1. What is a Corporation?

    A corporation (also called "company") is a legal entity that has its own legal personality which is distinct from its owners (called shareholders) and the individuals who manage and run its affairs and business (called directors and officers). The creation of a corporation occurs following the proper filing of Articles of Incorporation (also called a Charter, Certificate of Incorporation or Letters Patent) with the relevant government department or authority.

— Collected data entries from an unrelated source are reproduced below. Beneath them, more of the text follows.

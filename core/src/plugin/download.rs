//! 插件下载与安装：取回条目声明的全部资源、校验、持久化。
//!
//! 失败语义：任一资源取回失败或主脚本校验和不匹配 → 整个操作失败，
//! 存储不写入任何内容（安装对部分写入是原子的）。

use std::sync::Arc;
use std::time::Duration;

use crate::error::PluginError;
use crate::plugin::repo::{sha256_hex, verify_sha256, RepoEntry};
use crate::plugin::storage::{PluginPackage, PluginStorage};
use crate::runtime::EventEmitter;

/// 创建配置了系统代理的阻塞 reqwest 客户端
pub fn create_blocking_client(timeout: Duration) -> Result<reqwest::blocking::Client, PluginError> {
    let mut client_builder = reqwest::blocking::Client::builder();

    // 配置代理：自动从环境变量读取系统代理设置
    if let Ok(proxy_url) = std::env::var("HTTP_PROXY")
        .or_else(|_| std::env::var("http_proxy"))
        .or_else(|_| std::env::var("HTTPS_PROXY"))
        .or_else(|_| std::env::var("https_proxy"))
    {
        if !proxy_url.trim().is_empty() {
            match reqwest::Proxy::all(&proxy_url) {
                Ok(proxy) => {
                    client_builder = client_builder.proxy(proxy);
                }
                Err(e) => {
                    eprintln!("代理配置无效 ({}), 将使用直连: {}", proxy_url, e);
                }
            }
        }
    }

    // 配置不使用代理的地址列表
    if let Ok(no_proxy) = std::env::var("NO_PROXY").or_else(|_| std::env::var("no_proxy")) {
        if !no_proxy.trim().is_empty() {
            for domain in no_proxy.split(',').map(|s| s.trim()) {
                if !domain.is_empty() {
                    match reqwest::Proxy::all(format!("direct://{}", domain)) {
                        Ok(proxy) => {
                            client_builder = client_builder.proxy(proxy);
                        }
                        Err(e) => {
                            eprintln!("跳过无效的 NO_PROXY 配置 {}: {}", domain, e);
                        }
                    }
                }
            }
        }
    }

    client_builder
        .timeout(timeout)
        .connect_timeout(Duration::from_secs(10))
        .user_agent("Yomu/1.0")
        .build()
        .map_err(|e| PluginError::network(format!("Failed to create blocking HTTP client: {}", e)))
}

/// 只有通过校验才能构造出 `PluginPackage`。
pub struct PluginPackageFactory;

impl PluginPackageFactory {
    /// 主脚本按条目声明的 sha256 校验（空串 = 显式跳过）。
    /// 附属资源没有各自的摘要声明，随包落盘。
    pub fn create(
        entry: &RepoEntry,
        script: Vec<u8>,
        custom_js: Option<Vec<u8>>,
        custom_css: Option<Vec<u8>>,
    ) -> Result<PluginPackage, PluginError> {
        if !verify_sha256(&entry.sha256, &script) {
            return Err(PluginError::ChecksumMismatch {
                expected: entry.sha256.to_lowercase(),
                actual: sha256_hex(&script),
            });
        }
        Ok(PluginPackage {
            entry: entry.clone(),
            script,
            custom_js,
            custom_css,
        })
    }
}

/// 下载器契约（测试可注入桩实现）
pub trait PluginDownloader: Send + Sync {
    fn download(&self, entry: &RepoEntry) -> Result<PluginPackage, PluginError>;
}

/// 经由 HTTP 取回主脚本与声明的可选资源
pub struct HttpPluginDownloader {
    timeout: Duration,
    emitter: Arc<dyn EventEmitter>,
}

impl HttpPluginDownloader {
    pub fn new(timeout: Duration, emitter: Arc<dyn EventEmitter>) -> Self {
        Self { timeout, emitter }
    }

    fn fetch_bytes(&self, client: &reqwest::blocking::Client, url: &str) -> Result<Vec<u8>, PluginError> {
        let response = client
            .get(url)
            .send()
            .map_err(|e| PluginError::network(format!("Failed to download {}: {}", url, e)))?;
        if !response.status().is_success() {
            return Err(PluginError::Network(format!(
                "Failed to download {}: HTTP {}",
                url,
                response.status()
            )));
        }
        let bytes = response
            .bytes()
            .map_err(|e| PluginError::network(format!("Failed to read {}: {}", url, e)))?;
        Ok(bytes.to_vec())
    }
}

impl PluginDownloader for HttpPluginDownloader {
    fn download(&self, entry: &RepoEntry) -> Result<PluginPackage, PluginError> {
        let client = create_blocking_client(self.timeout)?;
        self.emitter
            .emit_download_state(&entry.id, &entry.url, "downloading", None);

        let result = (|| {
            let script = self.fetch_bytes(&client, &entry.url)?;
            let custom_js = entry
                .custom_js_url
                .as_deref()
                .map(|url| self.fetch_bytes(&client, url))
                .transpose()?;
            let custom_css = entry
                .custom_css_url
                .as_deref()
                .map(|url| self.fetch_bytes(&client, url))
                .transpose()?;
            PluginPackageFactory::create(entry, script, custom_js, custom_css)
        })();

        match &result {
            Ok(_) => self
                .emitter
                .emit_download_state(&entry.id, &entry.url, "done", None),
            Err(e) => self.emitter.emit_download_state(
                &entry.id,
                &entry.url,
                "failed",
                Some(&e.to_string()),
            ),
        }
        result
    }
}

/// 安装 = 下载 + 持久化；下载/校验失败时存储保持原样。
pub struct PluginInstaller<'a> {
    downloader: &'a dyn PluginDownloader,
    storage: &'a dyn PluginStorage,
}

impl<'a> PluginInstaller<'a> {
    pub fn new(downloader: &'a dyn PluginDownloader, storage: &'a dyn PluginStorage) -> Self {
        Self { downloader, storage }
    }

    pub fn install(&self, entry: &RepoEntry) -> Result<PluginPackage, PluginError> {
        let pkg = self.downloader.download(entry)?;
        self.storage.save(&pkg)?;
        Ok(pkg)
    }
}
#[cfg(test)]
mod tests {
    use super::*;
    use crate::plugin::overrides::{RuntimeOverride, ScriptPatch};
    use crate::plugin::repo::RepoEntry;
    use crate::plugin::storage::{InMemoryPluginStorage, PluginPackage};
    use crate::runtime::NoopEmitter;

    const DEMO_SCRIPT: &str = r#"
fn popular_novels(page) {
    let html = "<div class='novel'><a href='/n/1'>Alpha</a></div>"
        + "<div class='novel'><a href='/n/2'>Beta</a></div>";
    let d = dom_load(html);
    let items = [];
    for h in dom_select(d, "div.novel a") {
        items.push(#{ name: dom_text(h), path: dom_attr(h, "href") });
    }
    items
}

fn search_novels(query, page, filters) {
    let path = "/search/" + query + "/" + page;
    let mut_name = query;
    if "sort" in filters {
        mut_name = mut_name + ":" + filters.sort.value;
    }
    [#{ name: mut_name, path: path }]
}

fn parse_novel(path) {
    #{
        name: "Alpha",
        path: path,
        summary: "about",
        status: status::ONGOING,
        genres: ["fantasy", "action"],
        chapters: [
            #{ title: "", url: "/n/1/c1" },
            #{ url: "/n/1/c1" },
            #{ name: "Second", path: "/n/1/c2" }
        ]
    }
}

fn parse_chapter_text(path) {
    "<p>content of " + path + "</p>"
}
"#;

    fn demo_entry(id: &str) -> RepoEntry {
        RepoEntry {
            id: id.to_string(),
            name: "Demo".to_string(),
            site: "https://demo.example".to_string(),
            lang: "en".to_string(),
            version: 1,
            url: "https://demo.example/demo.rhai".to_string(),
            icon_url: None,
            custom_js_url: None,
            custom_css_url: None,
            has_settings: false,
            sha256: String::new(),
        }
    }

    fn factory_with_script(
        id: &str,
        script: &str,
        overrides: RuntimeOverrides,
    ) -> (tempfile::TempDir, SourceFactory) {
        let dir = tempfile::tempdir().unwrap();
        let storage = Arc::new(InMemoryPluginStorage::new());
        storage
            .save(&PluginPackage {
                entry: demo_entry(id),
                script: script.as_bytes().to_vec(),
                custom_js: None,
                custom_css: None,
            })
            .unwrap();
        let factory = SourceFactory::new(
            storage,
            Arc::new(overrides),
            Arc::new(PluginKeyValueStore::new(dir.path())),
            Arc::new(NoopEmitter),
        );
        (dir, factory)
    }

    #[test]
    fn test_source_popular_via_dom_bridge() {
        let (_dir, factory) =
            factory_with_script("demo", DEMO_SCRIPT, RuntimeOverrides::default());
        let mut source = factory.create("demo").unwrap();
        let items = source.popular(1).unwrap();
        assert_eq!(
            items,
            vec![
                NovelItem {
                    name: "Alpha".to_string(),
                    path: "/n/1".to_string(),
                    cover: None
                },
                NovelItem {
                    name: "Beta".to_string(),
                    path: "/n/2".to_string(),
                    cover: None
                },
            ]
        );
    }

    #[test]
    fn test_source_search_receives_filter_values() {
        let (_dir, factory) =
            factory_with_script("demo", DEMO_SCRIPT, RuntimeOverrides::default());
        let mut source = factory.create("demo").unwrap();

        let filter_list = vec![Filter::Picker {
            key: "sort".to_string(),
            label: "Sort".to_string(),
            options: vec![filters::FilterOption {
                label: "Popular".to_string(),
                value: "pop".to_string(),
            }],
            selected: 0,
        }];
        let items = source.search("tea", &filter_list, 2).unwrap();
        assert_eq!(items[0].name, "tea:pop");
        assert_eq!(items[0].path, "/search/tea/2");
    }

    #[test]
    fn test_source_parse_novel_normalizes_chapters() {
        let (_dir, factory) =
            factory_with_script("demo", DEMO_SCRIPT, RuntimeOverrides::default());
        let mut source = factory.create("demo").unwrap();
        let novel = source.parse_novel("/n/1").unwrap();

        assert_eq!(novel.name, "Alpha");
        assert_eq!(novel.status.as_deref(), Some("Ongoing"));
        assert_eq!(novel.genres, vec!["fantasy", "action"]);
        // 去重 + 缺名兜底
        assert_eq!(novel.chapters.len(), 2);
        assert_eq!(novel.chapters[0].name.as_deref(), Some("Chapter 1"));
        assert_eq!(novel.chapters[0].path.as_deref(), Some("/n/1/c1"));
        assert_eq!(novel.chapters[1].name.as_deref(), Some("Second"));
    }

    #[test]
    fn test_chapter_list_falls_back_to_parse_novel() {
        let (_dir, factory) =
            factory_with_script("demo", DEMO_SCRIPT, RuntimeOverrides::default());
        let mut source = factory.create("demo").unwrap();
        let chapters = source.parse_chapter_list("/n/1").unwrap();
        assert_eq!(chapters.len(), 2);

        let text = source.parse_chapter_text("/n/1/c1").unwrap();
        assert_eq!(text, "<p>content of /n/1/c1</p>");
    }

    #[test]
    fn test_missing_plugin_is_script_not_found() {
        let (_dir, factory) =
            factory_with_script("demo", DEMO_SCRIPT, RuntimeOverrides::default());
        let err = factory.create("nope").unwrap_err();
        assert!(matches!(err, PluginError::ScriptNotFound(_)));
    }

    #[test]
    fn test_factory_applies_script_patches_before_load() {
        // 脚本里漂移的选择器用覆写补丁修正，插件无需重新发布
        let script = r#"
fn popular_novels(page) {
    let d = dom_load("<div class='new-list'><a href='/n/1'>Alpha</a></div>");
    let items = [];
    for h in dom_select(d, "div.old-list a") {
        items.push(#{ name: dom_text(h), path: dom_attr(h, "href") });
    }
    items
}
"#;
        let overrides = RuntimeOverrides {
            entries: vec![RuntimeOverride {
                script_patches: vec![ScriptPatch {
                    pattern: "div.old-list".to_string(),
                    replacement: "div.new-list".to_string(),
                    regex: false,
                    ignore_case: false,
                }],
                ..RuntimeOverride::empty("demo")
            }],
        };
        let (_dir, factory) = factory_with_script("demo", script, overrides);
        let mut source = factory.create("demo").unwrap();
        let items = source.popular(1).unwrap();
        assert_eq!(items.len(), 1);
        assert_eq!(items[0].name, "Alpha");
    }
}
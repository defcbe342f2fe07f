//! 已安装插件存储：`save`/`get`/`get_all`/`remove`。
//!
//! 文件布局（每个插件一组文件，`<id>` 经过文件名清洗）：
//! - `<id>.entry.json`  仓库条目元数据（最后写入，作为“安装完成”的标记）
//! - `<id>.plugin.rhai` 主脚本
//! - `<id>.custom.js` / `<id>.custom.css` 可选附属资源

use std::collections::HashMap;
use std::fs;
use std::path::{Path, PathBuf};
use std::sync::Mutex;

use crate::error::PluginError;
use crate::plugin::repo::RepoEntry;

/// 一个通过校验的插件包。只有 `PluginPackageFactory` 能在校验后构造（见 download.rs）。
#[derive(Debug, Clone, PartialEq)]
pub struct PluginPackage {
    pub entry: RepoEntry,
    pub script: Vec<u8>,
    pub custom_js: Option<Vec<u8>>,
    pub custom_css: Option<Vec<u8>>,
}

pub trait PluginStorage: Send + Sync {
    fn save(&self, pkg: &PluginPackage) -> Result<(), PluginError>;
    fn get(&self, id: &str) -> Result<Option<PluginPackage>, PluginError>;
    fn get_all(&self) -> Result<Vec<PluginPackage>, PluginError>;
    /// 返回是否确实删除了已安装插件
    fn remove(&self, id: &str) -> Result<bool, PluginError>;
}

/// 内存存储：测试与临时运行场景
#[derive(Default)]
pub struct InMemoryPluginStorage {
    plugins: Mutex<HashMap<String, PluginPackage>>,
}

impl InMemoryPluginStorage {
    pub fn new() -> Self {
        Self::default()
    }
}

impl PluginStorage for InMemoryPluginStorage {
    fn save(&self, pkg: &PluginPackage) -> Result<(), PluginError> {
        let mut guard = self
            .plugins
            .lock()
            .map_err(|_| PluginError::storage("plugin storage lock poisoned"))?;
        guard.insert(pkg.entry.id.clone(), pkg.clone());
        Ok(())
    }

    fn get(&self, id: &str) -> Result<Option<PluginPackage>, PluginError> {
        let guard = self
            .plugins
            .lock()
            .map_err(|_| PluginError::storage("plugin storage lock poisoned"))?;
        Ok(guard.get(id).cloned())
    }

    fn get_all(&self) -> Result<Vec<PluginPackage>, PluginError> {
        let guard = self
            .plugins
            .lock()
            .map_err(|_| PluginError::storage("plugin storage lock poisoned"))?;
        let mut all: Vec<PluginPackage> = guard.values().cloned().collect();
        all.sort_by(|a, b| a.entry.id.cmp(&b.entry.id));
        Ok(all)
    }

    fn remove(&self, id: &str) -> Result<bool, PluginError> {
        let mut guard = self
            .plugins
            .lock()
            .map_err(|_| PluginError::storage("plugin storage lock poisoned"))?;
        Ok(guard.remove(id).is_some())
    }
}

/// 文件存储：跨进程重启持久化；重装覆盖、卸载删除。
pub struct FilePluginStorage {
    dir: PathBuf,
}

impl FilePluginStorage {
    pub fn new(dir: impl Into<PathBuf>) -> Self {
        Self { dir: dir.into() }
    }

    /// 默认位置：`<数据目录>/plugins-directory`
    pub fn in_data_dir() -> Self {
        Self::new(crate::app_paths::yomu_data_dir().join("plugins-directory"))
    }

    fn entry_path(&self, safe_id: &str) -> PathBuf {
        self.dir.join(format!("{}.entry.json", safe_id))
    }

    fn script_path(&self, safe_id: &str) -> PathBuf {
        self.dir.join(format!("{}.plugin.rhai", safe_id))
    }

    fn asset_path(&self, safe_id: &str, kind: &str) -> PathBuf {
        self.dir.join(format!("{}.custom.{}", safe_id, kind))
    }

    /// 先写临时文件再原子替换（避免进程中途退出留下半文件）
    fn write_atomic(&self, path: &Path, bytes: &[u8]) -> Result<(), PluginError> {
        let tmp = path.with_extension("tmp");
        fs::write(&tmp, bytes)
            .map_err(|e| PluginError::storage(format!("failed to write {}: {}", tmp.display(), e)))?;
        // Windows 上 rename 覆盖行为不一致：先删除旧文件再 rename
        if path.exists() {
            let _ = fs::remove_file(path);
        }
        fs::rename(&tmp, path).map_err(|e| {
            PluginError::storage(format!("failed to finalize {}: {}", path.display(), e))
        })?;
        Ok(())
    }

    fn read_package(&self, entry_path: &Path) -> Result<Option<PluginPackage>, PluginError> {
        let content = match fs::read_to_string(entry_path) {
            Ok(c) => c,
            Err(e) if e.kind() == std::io::ErrorKind::NotFound => return Ok(None),
            Err(e) => {
                return Err(PluginError::storage(format!(
                    "failed to read {}: {}",
                    entry_path.display(),
                    e
                )))
            }
        };
        let entry: RepoEntry = serde_json::from_str(&content)
            .map_err(|e| PluginError::storage(format!("failed to parse plugin entry: {}", e)))?;

        let safe_id = safe_filename_component(&entry.id);
        let script = fs::read(self.script_path(&safe_id))
            .map_err(|_| PluginError::ScriptNotFound(entry.id.clone()))?;
        let custom_js = fs::read(self.asset_path(&safe_id, "js")).ok();
        let custom_css = fs::read(self.asset_path(&safe_id, "css")).ok();

        Ok(Some(PluginPackage {
            entry,
            script,
            custom_js,
            custom_css,
        }))
    }
}

impl PluginStorage for FilePluginStorage {
    fn save(&self, pkg: &PluginPackage) -> Result<(), PluginError> {
        fs::create_dir_all(&self.dir).map_err(|e| {
            PluginError::storage(format!("failed to create plugins directory: {}", e))
        })?;

        let safe_id = safe_filename_component(&pkg.entry.id);

        // 脚本与附属资源先落盘，entry.json 最后写：
        // 半途失败时不会出现“看似已安装但脚本缺失”的状态。
        self.write_atomic(&self.script_path(&safe_id), &pkg.script)?;
        match &pkg.custom_js {
            Some(bytes) => self.write_atomic(&self.asset_path(&safe_id, "js"), bytes)?,
            None => {
                let _ = fs::remove_file(self.asset_path(&safe_id, "js"));
            }
        }
        match &pkg.custom_css {
            Some(bytes) => self.write_atomic(&self.asset_path(&safe_id, "css"), bytes)?,
            None => {
                let _ = fs::remove_file(self.asset_path(&safe_id, "css"));
            }
        }

        let entry_json = serde_json::to_string_pretty(&pkg.entry)
            .map_err(|e| PluginError::storage(format!("failed to serialize entry: {}", e)))?;
        self.write_atomic(&self.entry_path(&safe_id), entry_json.as_bytes())
    }

    fn get(&self, id: &str) -> Result<Option<PluginPackage>, PluginError> {
        let safe_id = safe_filename_component(id);
        self.read_package(&self.entry_path(&safe_id))
    }

    fn get_all(&self) -> Result<Vec<PluginPackage>, PluginError> {
        let entries = match fs::read_dir(&self.dir) {
            Ok(e) => e,
            Err(e) if e.kind() == std::io::ErrorKind::NotFound => return Ok(Vec::new()),
            Err(e) => {
                return Err(PluginError::storage(format!(
                    "failed to read plugins directory: {}",
                    e
                )))
            }
        };

        let mut all = Vec::new();
        for entry in entries {
            let entry =
                entry.map_err(|e| PluginError::storage(format!("failed to read dir entry: {}", e)))?;
            let path = entry.path();
            let is_entry_file = path
                .file_name()
                .and_then(|n| n.to_str())
                .map(|n| n.ends_with(".entry.json"))
                .unwrap_or(false);
            if !is_entry_file {
                continue;
            }
            // 单个坏文件不拖垮整个列表
            if let Ok(Some(pkg)) = self.read_package(&path) {
                all.push(pkg);
            }
        }
        all.sort_by(|a, b| a.entry.id.cmp(&b.entry.id));
        Ok(all)
    }

    fn remove(&self, id: &str) -> Result<bool, PluginError> {
        let safe_id = safe_filename_component(id);
        let entry_path = self.entry_path(&safe_id);
        if !entry_path.is_file() {
            return Ok(false);
        }
        // entry.json 先删（先撤销“已安装”标记，再清理附属文件）
        fs::remove_file(&entry_path)
            .map_err(|e| PluginError::storage(format!("failed to delete plugin entry: {}", e)))?;
        let _ = fs::remove_file(self.script_path(&safe_id));
        let _ = fs::remove_file(self.asset_path(&safe_id, "js"));
        let _ = fs::remove_file(self.asset_path(&safe_id, "css"));
        Ok(true)
    }
}

pub fn safe_filename_component(input: &str) -> String {
    let mut out = String::with_capacity(input.len());
    for ch in input.chars() {
        let ok = ch.is_ascii_alphanumeric() || ch == '-' || ch == '_' || ch == '.';
        out.push(if ok { ch } else { '_' });
    }
    if out.is_empty() {
        "_".to_string()
    } else {
        out
    }
}

#[cfg(test)]
mod tests {
    use super::*;

    fn sample_package(id: &str, version: i64, body: &[u8]) -> PluginPackage {
        PluginPackage {
            entry: RepoEntry {
                id: id.to_string(),
                name: id.to_uppercase(),
                site: "https://example.org".to_string(),
                lang: "en".to_string(),
                version,
                url: format!("https://example.org/{id}.rhai"),
                icon_url: None,
                custom_js_url: None,
                custom_css_url: None,
                has_settings: false,
                sha256: String::new(),
            },
            script: body.to_vec(),
            custom_js: None,
            custom_css: None,
        }
    }

    #[test]
    fn test_file_storage_roundtrip_and_overwrite() {
        let dir = tempfile::tempdir().unwrap();
        let storage = FilePluginStorage::new(dir.path());

        storage.save(&sample_package("alpha", 1, b"fn a() {}")).unwrap();
        storage.save(&sample_package("beta", 1, b"fn b() {}")).unwrap();
        assert_eq!(storage.get_all().unwrap().len(), 2);

        // 重装覆盖
        storage.save(&sample_package("alpha", 2, b"fn a2() {}")).unwrap();
        let got = storage.get("alpha").unwrap().unwrap();
        assert_eq!(got.entry.version, 2);
        assert_eq!(got.script, b"fn a2() {}");

        assert!(storage.remove("alpha").unwrap());
        assert!(!storage.remove("alpha").unwrap());
        assert!(storage.get("alpha").unwrap().is_none());
        assert_eq!(storage.get_all().unwrap().len(), 1);
    }

    #[test]
    fn test_safe_filename_component() {
        assert_eq!(safe_filename_component("a/b\\c:d"), "a_b_c_d");
        assert_eq!(safe_filename_component(""), "_");
        assert_eq!(safe_filename_component("ok-1.2_x"), "ok-1.2_x");
    }
}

    Every corporation is comprised of shareholders, directors and officers. Shareholders, as the name implies, are the ones who hold (i.e., own) the shares in the corporation. By reason of the votes that are usually attached to the shares, the shareholders control the corporation. If there is only one shareholder, that person has absolute control of the corporation. If the corporation has numerous shareholders, control of the corporation depends on who has a majority of the voting shares. However, the shareholders do not directly manage the corporation. They exercise their influence by electing and removing directors and approving or disapproving major corporate decisions.

  2. Why Should I Incorporate my Business?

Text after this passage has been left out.